Embeddings & FAISS Vector Search - CS Interview Prep Platform

Overview

The system uses Sentence Transformers for text embeddings and FAISS (Facebook AI Similarity Search) for efficient vector similarity search. This enables semantic retrieval, concept matching, and duplicate detection. Source Files:

backend/resume_processor.py
scripts/mistral_faiss.py
backend/rag.py

Embedding Model

all-MiniLM-L6-v2

A lightweight, fast sentence embedding model optimized for semantic similarity tasks.

from sentence_transformers import SentenceTransformer

embedder = SentenceTransformer("all-MiniLM-L6-v2")

Model Characteristics:

Dimensions: 384
Max Sequence Length: 256 tokens
Performance: 14,200 sentences/sec on V100 GPU
Size: 80 MB
Training: Trained on 1B+ sentence pairs

Location: interview_analyzer.py:23, resume_processor.py:38, rag.py:79

Normalized Embeddings

All embeddings are L2-normalized for efficient cosine similarity via inner product.
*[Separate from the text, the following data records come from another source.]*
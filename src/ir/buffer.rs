//! Buffers: the memory objects computations read and write.

use crate::error::Result;
use crate::ir::types::{ArgumentKind, Expr, ExternArgumentKind, PrimitiveType};
use std::ffi::c_void;
use std::fmt;

/// A multi-dimensional buffer owned by a function.
///
/// Buffers are registered in the owning function's registry and referred
/// to by name from computation bodies; they hold no back-pointer.
#[derive(Debug, Clone)]
pub struct Buffer {
    /// Unique name within the owning function.
    pub name: String,
    /// Element type.
    pub dtype: PrimitiveType,
    /// One size expression per dimension, outermost first.
    pub dim_sizes: Vec<Expr>,
    /// Role in the generated function signature.
    pub kind: ArgumentKind,
    /// Opaque host data pointer, when the caller pre-binds storage.
    pub data: Option<*mut c_void>,
}

impl Buffer {
    /// Create a buffer with no bound data.
    pub fn new(
        name: impl Into<String>,
        dim_sizes: Vec<Expr>,
        dtype: PrimitiveType,
        kind: ArgumentKind,
    ) -> Self {
        Self {
            name: name.into(),
            dtype,
            dim_sizes,
            kind,
            data: None,
        }
    }

    /// Number of dimensions.
    pub fn n_dims(&self) -> usize {
        self.dim_sizes.len()
    }

    /// Translate the argument role to the downstream signature model.
    /// Fails for temporaries, which never appear in the signature.
    pub fn extern_kind(&self) -> Result<ExternArgumentKind> {
        self.kind.to_extern()
    }

    /// Diagnostic dump through the `log` facade.
    pub fn dump(&self) {
        log::debug!("{}", self);
    }
}

impl fmt::Display for Buffer {
    fn fmt(&self, f: &mut fmt::Formatter<'_>) -> fmt::Result {
        let sizes: Vec<String> = self.dim_sizes.iter().map(|e| e.to_string()).collect();
        write!(
            f,
            "buffer \"{}\" [{}] of {} ({}, data {})",
            self.name,
            sizes.join(", "),
            self.dtype,
            self.kind,
            if self.data.is_some() { "bound" } else { "unbound" }
        )
    }
}
//! Computations: named statements with an iteration domain and a schedule.

use crate::codegen::ast::AstExpr;
use crate::error::{Error, Result};
use crate::ir::types::{Expr, PrimitiveType};
use crate::polyhedral::map::Map;
use crate::polyhedral::set::Set;
use crate::schedule;

/// Reserved prefix marking synthesized let-statement computations.
///
/// `set_schedule` uses it to repair input tuple names that omit the
/// prefix (see [`crate::ir::function::Function::set_schedule`]).
pub const LET_STMT_PREFIX: &str = "_let_stmt_";

/// The ordering level denoting "outside all loops".
pub const ROOT_DIMENSION: i32 = -1;

/// Handle to a computation inside its owning function.
#[derive(Debug, Clone, Copy, PartialEq, Eq, Hash)]
pub struct CompId(pub usize);

impl std::fmt::Display for CompId {
    fn fmt(&self, f: &mut std::fmt::Formatter<'_>) -> std::fmt::Result {
        write!(f, "C{}", self.0)
    }
}

/// A statement instance set with its schedule and body expression.
///
/// The owning [`crate::ir::function::Function`] holds all computations;
/// scheduling operations go through it so that cross-computation
/// invariants (unique names, rank alignment, peer ordering) are enforced
/// in one place.
#[derive(Debug, Clone)]
pub struct Computation {
    pub(crate) name: String,
    pub(crate) domain: Set,
    pub(crate) schedule: Map,
    /// The body expression; leaves may reference buffers and loop indices.
    pub body: Expr,
    /// Element type produced by the computation.
    pub dtype: PrimitiveType,
    /// Deterministic re-linearization key for peer ordering.
    pub(crate) relative_order: i64,
    /// When false, the computation is only referenced from others (a let
    /// binding) and is not emitted as its own scheduled statement.
    pub schedule_this_computation: bool,
    /// Access expressions captured by the AST leaf callback.
    pub index_expr: Vec<AstExpr>,
}

impl Computation {
    /// Create a computation from a textual iteration domain, e.g.
    /// `[N] -> { S0[i, j] : 0 <= i < N and 0 <= j < N }`.
    ///
    /// The computation takes its name from the domain's tuple and starts
    /// with the interleaved identity schedule: static ordering slots at
    /// output positions `0, 2, 4, ...` pinned to zero, domain iterators
    /// at positions `1, 3, 5, ...`.
    pub fn new(domain_text: &str, body: Expr, dtype: PrimitiveType) -> Result<Self> {
        let domain = Set::from_text(domain_text)?;
        Self::from_set(domain, body, dtype)
    }

    /// Create a computation from an already-built iteration domain.
    pub fn from_set(domain: Set, body: Expr, dtype: PrimitiveType) -> Result<Self> {
        let name = domain
            .tuple_name()
            .ok_or_else(|| Error::poly("iteration domain must have a tuple name"))?
            .to_string();
        let schedule = schedule::time_identity(&domain.space);
        Ok(Self {
            name,
            domain,
            schedule,
            body,
            dtype,
            relative_order: 0,
            schedule_this_computation: true,
            index_expr: Vec::new(),
        })
    }

    /// The computation's name, unique within its function.
    pub fn name(&self) -> &str {
        &self.name
    }

    /// The iteration domain.
    pub fn iteration_domain(&self) -> &Set {
        &self.domain
    }

    /// The current schedule.
    pub fn schedule(&self) -> &Map {
        &self.schedule
    }

    /// The image of the iteration domain under the schedule.
    pub fn time_processor_domain(&self) -> Result<Set> {
        self.schedule.apply(&self.domain)
    }

    /// Replace the schedule, re-establishing the tuple-name invariant.
    pub(crate) fn store_schedule(&mut self, mut map: Map) {
        map.set_in_tuple_name(self.name.clone());
        self.schedule = map;
    }

    /// Diagnostic dump of the whole computation.
    pub fn dump(&self) {
        log::debug!(
            "computation \"{}\" (scheduled: {})",
            self.name,
            self.schedule_this_computation
        );
        self.dump_iteration_domain();
        self.dump_schedule();
        log::debug!("body: {}", self.body);
        for e in &self.index_expr {
            log::debug!("access expression: {}", e);
        }
    }

    /// Diagnostic dump of the schedule.
    pub fn dump_schedule(&self) {
        log::debug!("schedule: {}", self.schedule);
    }

    /// Diagnostic dump of the iteration domain.
    pub fn dump_iteration_domain(&self) {
        log::debug!("iteration domain: {}", self.domain);
    }
}

#[cfg(test)]
mod tests {
    use super::*;

    fn comp() -> Computation {
        Computation::new(
            "{ S0[i, j] : 0 <= i < 8 and 0 <= j < 8 }",
            Expr::int32(0),
            PrimitiveType::I32,
        )
        .unwrap()
    }

    #[test]
    fn test_name_from_domain_tuple() {
        let c = comp();
        assert_eq!(c.name(), "S0");
        assert!(c.schedule_this_computation);
    }

    #[test]
    fn test_initial_schedule_is_interleaved_identity() {
        let c = comp();
        let s = c.schedule();
        assert_eq!(s.n_in(), 2);
        assert_eq!(s.n_out(), 5);
        assert_eq!(s.in_tuple_name(), Some("S0"));
        for pos in [0, 2, 4] {
            assert_eq!(s.out_dim_constant(pos), Some(0));
        }
        // (i, j) maps to (0, i, 0, j, 0).
        assert!(s.system.is_satisfied(&[3, 5, 0, 3, 0, 5, 0]));
        assert!(!s.system.is_satisfied(&[3, 5, 0, 5, 0, 3, 0]));
    }

    #[test]
    fn test_time_processor_domain() {
        let c = comp();
        let t = c.time_processor_domain().unwrap();
        assert_eq!(t.n_dim(), 5);
        assert!(t.contains(&[0, 7, 0, 0, 0], &[]));
        assert!(!t.contains(&[0, 8, 0, 0, 0], &[]));
        assert!(!t.contains(&[1, 0, 0, 0, 0], &[]));
    }

    #[test]
    fn test_domain_must_be_named() {
        let err = Computation::new("{ [i] : 0 <= i < 4 }", Expr::int32(0), PrimitiveType::I32);
        assert!(err.is_err());
    }
}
# Generate normalized embeddings
embeddings = embedder.encode(
    texts,
    normalize_embeddings=True  # L2 normalization
)

Why Normalize?

Cosine similarity = inner product when vectors are normalized
Faster computation (no division needed)
FAISS IndexFlatIP optimized for inner product search

FAISS Index Structure

IndexFlatIP

Inner Product index for normalized vectors (equivalent to cosine similarity).

import faiss
import numpy as np

# Create index
dimension = 384  # all-MiniLM-L6-v2 embedding size
index = faiss.IndexFlatIP(dimension)

# Add vectors
embeddings_array = np.array(embeddings).astype('float32')
index.add(embeddings_array)

# Save index
faiss.write_index(index, "index.faiss")

Location: mistral_faiss.py:43-55, resume_processor.py:59-66

Index Types Comparison

Index Type	Description	Use Case
`IndexFlatIP`	Exact inner product search	Normalized vectors, high accuracy
`IndexFlatL2`	Exact L2 distance search	Non-normalized vectors
`IndexIVFFlat`	Inverted file index	Large datasets, approximate search
`IndexHNSWFlat`	Hierarchical NSW graph	Very large datasets, fast retrieval

Current Implementation: IndexFlatIP (exact search, no approximation)

Knowledge Base Index

Index Building Process

Builds FAISS index from cleaned knowledge base.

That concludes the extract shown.